use super::*;
use crate::db::TypeDatabase;
use crate::expr::ExprArena;
use crate::fixtures::World;
use gti_common::InferenceOptions;

fn typed_call(exprs: &mut ExprArena, candidates: Vec<MethodId>, args: &[TypeId]) -> ExprId {
    let args = args.iter().map(|&t| exprs.typed(t)).collect();
    exprs.invocation(candidates, args, Vec::new())
}

fn plain(w: &World, name: &str, param: TypeId) -> MethodId {
    w.method(name, &[], |_| (vec![param], TypeId::STRING))
}

#[test]
fn test_identity_infers_argument_type() {
    let w = World::new();
    let k = w.ty(w.k, &[]);
    let mut exprs = ExprArena::new();
    let site = typed_call(&mut exprs, vec![w.id], &[k]);
    let mut engine = InferenceEngine::new(&w.db, &exprs, InferenceOptions::default());

    let result = engine.resolve_invocation(site, None).unwrap();
    assert_eq!(result.method, w.id);
    assert_eq!(result.type_arguments, vec![k]);
    assert_eq!(result.parameter_types, vec![k]);
    assert_eq!(result.return_type, k);
    assert!(!result.unchecked && !result.varargs);
    assert_eq!(engine.resolved(site), Some(&result));
    assert_eq!(engine.results().count(), 1);
}

#[test]
fn test_session_phases() {
    let w = World::new();
    let mut exprs = ExprArena::new();
    let site = typed_call(&mut exprs, vec![w.id], &[TypeId::STRING]);
    let mut engine = InferenceEngine::new(&w.db, &exprs, InferenceOptions::default());
    let id = engine.new_session(site, w.id, &[], None).unwrap();

    engine.infer_applicability(id).unwrap();
    let session = engine.session(id).unwrap();
    assert_eq!(session.phase, SessionPhase::ApplicabilityDone);
    assert!(session.applicability_bounds.is_some());
    // Repeating it is a no-op.
    engine.infer_applicability(id).unwrap();

    let result = engine.infer_invocation_type(id, None).unwrap();
    assert_eq!(result.return_type, TypeId::STRING);
    let session = engine.session(id).unwrap();
    assert_eq!(session.phase, SessionPhase::TypeDoneFinal);
    assert_eq!(session.result.as_ref(), Some(&result));
}

#[test]
fn test_lub_of_arguments() {
    let w = World::new();
    let (a, b) = (w.ty(w.a, &[]), w.ty(w.b, &[]));
    let mut exprs = ExprArena::new();
    let site = typed_call(&mut exprs, vec![w.pick], &[a, b]);
    let mut engine = InferenceEngine::new(&w.db, &exprs, InferenceOptions::default());
    let result = engine.resolve_invocation(site, None).unwrap();
    assert_eq!(result.return_type, w.ty(w.c, &[]));
}

#[test]
fn test_target_type_participates() {
    let w = World::new();
    let (a, b) = (w.ty(w.a, &[]), w.ty(w.b, &[]));
    let mut exprs = ExprArena::new();
    let site = typed_call(&mut exprs, vec![w.pick], &[a, b]);

    let mut engine = InferenceEngine::new(&w.db, &exprs, InferenceOptions::default());
    let result = engine.resolve_invocation(site, Some(TypeId::OBJECT)).unwrap();
    assert_eq!(result.return_type, w.ty(w.c, &[]));

    let mut engine = InferenceEngine::new(&w.db, &exprs, InferenceOptions::default());
    let err = engine.resolve_invocation(site, Some(TypeId::STRING)).unwrap_err();
    assert!(matches!(
        err,
        InferenceError::NoSolution {
            right: TypeId::STRING,
            ..
        }
    ));
}

#[test]
fn test_empty_list_takes_its_type_from_the_target() {
    let w = World::new();
    let mut exprs = ExprArena::new();
    let site = exprs.invocation(vec![w.empty_list], Vec::new(), Vec::new());
    let mut engine = InferenceEngine::new(&w.db, &exprs, InferenceOptions::default());
    let target = w.list_of_ty(TypeId::STRING);
    let result = engine.resolve_invocation(site, Some(target)).unwrap();
    assert_eq!(result.return_type, target);
    assert_eq!(result.type_arguments, vec![TypeId::STRING]);
}

#[test]
fn test_recursive_bound() {
    let w = World::new();
    let mut exprs = ExprArena::new();
    let site = typed_call(&mut exprs, vec![w.max], &[w.ty(w.array_list, &[TypeId::INTEGER])]);
    let mut engine = InferenceEngine::new(&w.db, &exprs, InferenceOptions::default());
    let result = engine.resolve_invocation(site, None).unwrap();
    assert_eq!(result.return_type, TypeId::INTEGER);

    // K is not Comparable<K>.
    let mut exprs = ExprArena::new();
    let k = w.ty(w.k, &[]);
    let site = typed_call(&mut exprs, vec![w.max], &[w.ty(w.array_list, &[k])]);
    let mut engine = InferenceEngine::new(&w.db, &exprs, InferenceOptions::default());
    assert!(engine.resolve_invocation(site, None).is_err());
}

#[test]
fn test_variable_arity() {
    let w = World::new();
    let mut exprs = ExprArena::new();
    let site = typed_call(&mut exprs, vec![w.list_of], &[TypeId::STRING, TypeId::STRING]);
    let mut engine = InferenceEngine::new(&w.db, &exprs, InferenceOptions::default());
    let result = engine.resolve_invocation(site, None).unwrap();
    assert!(result.varargs);
    assert!(result.flags.contains(SessionFlags::USES_VARARGS));
    assert_eq!(result.return_type, w.list_of_ty(TypeId::STRING));

    // An array argument matches the varargs parameter directly.
    let mut exprs = ExprArena::new();
    let site = typed_call(&mut exprs, vec![w.list_of], &[w.db.array(TypeId::STRING)]);
    let mut engine = InferenceEngine::new(&w.db, &exprs, InferenceOptions::default());
    let result = engine.resolve_invocation(site, None).unwrap();
    assert!(!result.varargs);
    assert_eq!(result.return_type, w.list_of_ty(TypeId::STRING));

    // No arguments at all.
    let mut exprs = ExprArena::new();
    let site = typed_call(&mut exprs, vec![w.list_of], &[]);
    let mut engine = InferenceEngine::new(&w.db, &exprs, InferenceOptions::default());
    let target = w.list_of_ty(TypeId::INTEGER);
    let result = engine.resolve_invocation(site, Some(target)).unwrap();
    assert!(result.varargs);
    assert_eq!(result.return_type, target);
}

#[test]
fn test_arity_mismatch() {
    let w = World::new();
    let mut exprs = ExprArena::new();
    let site = typed_call(&mut exprs, vec![w.id], &[]);
    let mut engine = InferenceEngine::new(&w.db, &exprs, InferenceOptions::default());
    assert_eq!(
        engine.resolve_invocation(site, None),
        Err(InferenceError::ArityMismatch {
            expected: 1,
            actual: 0,
        })
    );
    assert_eq!(engine.live_sessions(), 0);
}

#[test]
fn test_unchecked_invocation_erases_return() {
    let w = World::new();
    let copy = w.method("copy", &["T"], |t| {
        (vec![w.list_of_ty(t[0])], w.list_of_ty(t[0]))
    });
    let mut exprs = ExprArena::new();
    let site = typed_call(&mut exprs, vec![copy], &[w.db.raw(w.array_list)]);

    let mut engine = InferenceEngine::new(&w.db, &exprs, InferenceOptions::default());
    let result = engine.resolve_invocation(site, None).unwrap();
    assert!(result.unchecked);
    assert!(result.flags.contains(SessionFlags::UNCHECKED_CONVERSION));
    assert_eq!(result.return_type, w.db.raw(w.list));

    let mut engine = InferenceEngine::new(&w.db, &exprs, InferenceOptions::strict());
    assert!(matches!(
        engine.resolve_invocation(site, None),
        Err(InferenceError::NoSolution { .. })
    ));
}

#[test]
fn test_standalone_result_checked_against_target() {
    let w = World::new();
    let f = plain(&w, "f", TypeId::STRING);
    let mut exprs = ExprArena::new();
    let site = typed_call(&mut exprs, vec![f], &[TypeId::STRING]);
    let mut engine = InferenceEngine::new(&w.db, &exprs, InferenceOptions::default());
    assert_eq!(
        engine.resolve_invocation(site, Some(TypeId::INTEGER)),
        Err(InferenceError::NoSolution {
            left: TypeId::STRING,
            relation: ConstraintRelation::Compatible,
            right: TypeId::INTEGER,
        })
    );
}

#[test]
fn test_overloads_filtered_by_applicability() {
    let w = World::new();
    let f_string = plain(&w, "f", TypeId::STRING);
    let f_integer = plain(&w, "f", TypeId::INTEGER);
    let mut exprs = ExprArena::new();
    let site = typed_call(&mut exprs, vec![f_integer, f_string], &[TypeId::STRING]);
    let mut engine = InferenceEngine::new(&w.db, &exprs, InferenceOptions::default());
    let result = engine.resolve_invocation(site, None).unwrap();
    assert_eq!(result.method, f_string);

    let k = w.ty(w.k, &[]);
    let mut exprs = ExprArena::new();
    let site = typed_call(&mut exprs, vec![f_integer, f_string], &[k]);
    let mut engine = InferenceEngine::new(&w.db, &exprs, InferenceOptions::default());
    assert_eq!(
        engine.resolve_invocation(site, None),
        Err(InferenceError::NoApplicableCandidate { site })
    );
    assert_eq!(engine.live_sessions(), 0);
}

**Try it:**
Only an exact copy of the lines from the beginning of the listing through the line with "let args = args.iter().map(|&t|", both included, belongs in the answer.

**Reply:**
use super::*;
use crate::db::TypeDatabase;
use crate::expr::ExprArena;
use crate::fixtures::World;
use gti_common::InferenceOptions;

fn typed_call(exprs: &mut ExprArena, candidates: Vec<MethodId>, args: &[TypeId]) -> ExprId {
    let args = args.iter().map(|&t| exprs.typed(t)).collect();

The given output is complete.